## [ACTION ITEM]
Your answer must be a single number: how many lines of the data include "Decimal".

START PROVIDED INFORMATION

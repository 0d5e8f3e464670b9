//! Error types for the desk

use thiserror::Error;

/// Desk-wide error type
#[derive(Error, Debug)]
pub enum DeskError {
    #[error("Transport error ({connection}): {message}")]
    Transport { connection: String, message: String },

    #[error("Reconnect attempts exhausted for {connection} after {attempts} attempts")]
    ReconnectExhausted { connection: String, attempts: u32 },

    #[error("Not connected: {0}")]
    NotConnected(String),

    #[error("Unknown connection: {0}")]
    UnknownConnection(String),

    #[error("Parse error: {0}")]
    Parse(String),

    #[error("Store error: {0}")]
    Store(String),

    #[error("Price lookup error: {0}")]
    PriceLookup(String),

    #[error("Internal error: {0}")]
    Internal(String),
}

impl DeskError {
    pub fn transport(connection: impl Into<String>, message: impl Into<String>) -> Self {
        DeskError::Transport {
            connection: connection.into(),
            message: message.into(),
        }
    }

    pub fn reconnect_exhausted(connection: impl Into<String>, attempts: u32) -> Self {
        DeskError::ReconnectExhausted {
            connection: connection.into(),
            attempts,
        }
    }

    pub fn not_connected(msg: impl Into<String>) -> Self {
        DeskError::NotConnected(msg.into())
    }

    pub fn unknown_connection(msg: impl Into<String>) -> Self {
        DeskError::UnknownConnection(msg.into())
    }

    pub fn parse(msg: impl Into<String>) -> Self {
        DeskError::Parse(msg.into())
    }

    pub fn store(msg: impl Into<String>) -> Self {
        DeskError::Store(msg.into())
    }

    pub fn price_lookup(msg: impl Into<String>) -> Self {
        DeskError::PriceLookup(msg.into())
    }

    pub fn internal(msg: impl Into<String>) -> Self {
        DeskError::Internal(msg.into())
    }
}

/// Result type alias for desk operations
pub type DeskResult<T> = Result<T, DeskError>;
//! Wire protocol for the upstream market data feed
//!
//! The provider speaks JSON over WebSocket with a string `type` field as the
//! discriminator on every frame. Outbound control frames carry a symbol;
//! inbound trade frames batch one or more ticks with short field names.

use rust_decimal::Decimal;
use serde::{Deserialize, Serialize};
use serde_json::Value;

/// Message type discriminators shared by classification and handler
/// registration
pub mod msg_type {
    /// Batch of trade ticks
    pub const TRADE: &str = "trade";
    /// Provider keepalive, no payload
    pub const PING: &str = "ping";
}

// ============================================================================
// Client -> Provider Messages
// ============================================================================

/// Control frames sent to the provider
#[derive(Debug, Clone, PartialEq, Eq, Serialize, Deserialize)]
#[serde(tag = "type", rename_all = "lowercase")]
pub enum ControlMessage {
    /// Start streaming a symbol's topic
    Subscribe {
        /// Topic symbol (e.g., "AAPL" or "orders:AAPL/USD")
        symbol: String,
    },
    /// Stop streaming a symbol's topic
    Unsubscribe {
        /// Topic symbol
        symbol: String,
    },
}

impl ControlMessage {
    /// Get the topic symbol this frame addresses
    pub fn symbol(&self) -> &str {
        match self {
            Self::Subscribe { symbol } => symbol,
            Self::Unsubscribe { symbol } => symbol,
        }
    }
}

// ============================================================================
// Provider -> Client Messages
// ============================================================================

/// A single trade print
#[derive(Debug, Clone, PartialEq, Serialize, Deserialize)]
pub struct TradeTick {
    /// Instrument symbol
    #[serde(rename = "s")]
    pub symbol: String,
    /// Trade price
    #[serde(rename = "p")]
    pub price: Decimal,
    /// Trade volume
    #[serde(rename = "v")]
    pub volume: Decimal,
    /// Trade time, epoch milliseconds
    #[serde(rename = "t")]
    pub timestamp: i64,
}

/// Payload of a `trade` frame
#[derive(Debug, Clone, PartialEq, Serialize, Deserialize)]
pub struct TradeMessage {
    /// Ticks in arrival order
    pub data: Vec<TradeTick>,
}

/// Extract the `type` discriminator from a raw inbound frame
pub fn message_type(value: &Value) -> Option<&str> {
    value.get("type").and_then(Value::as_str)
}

END PROVIDED INFORMATION

## [ANSWER]
3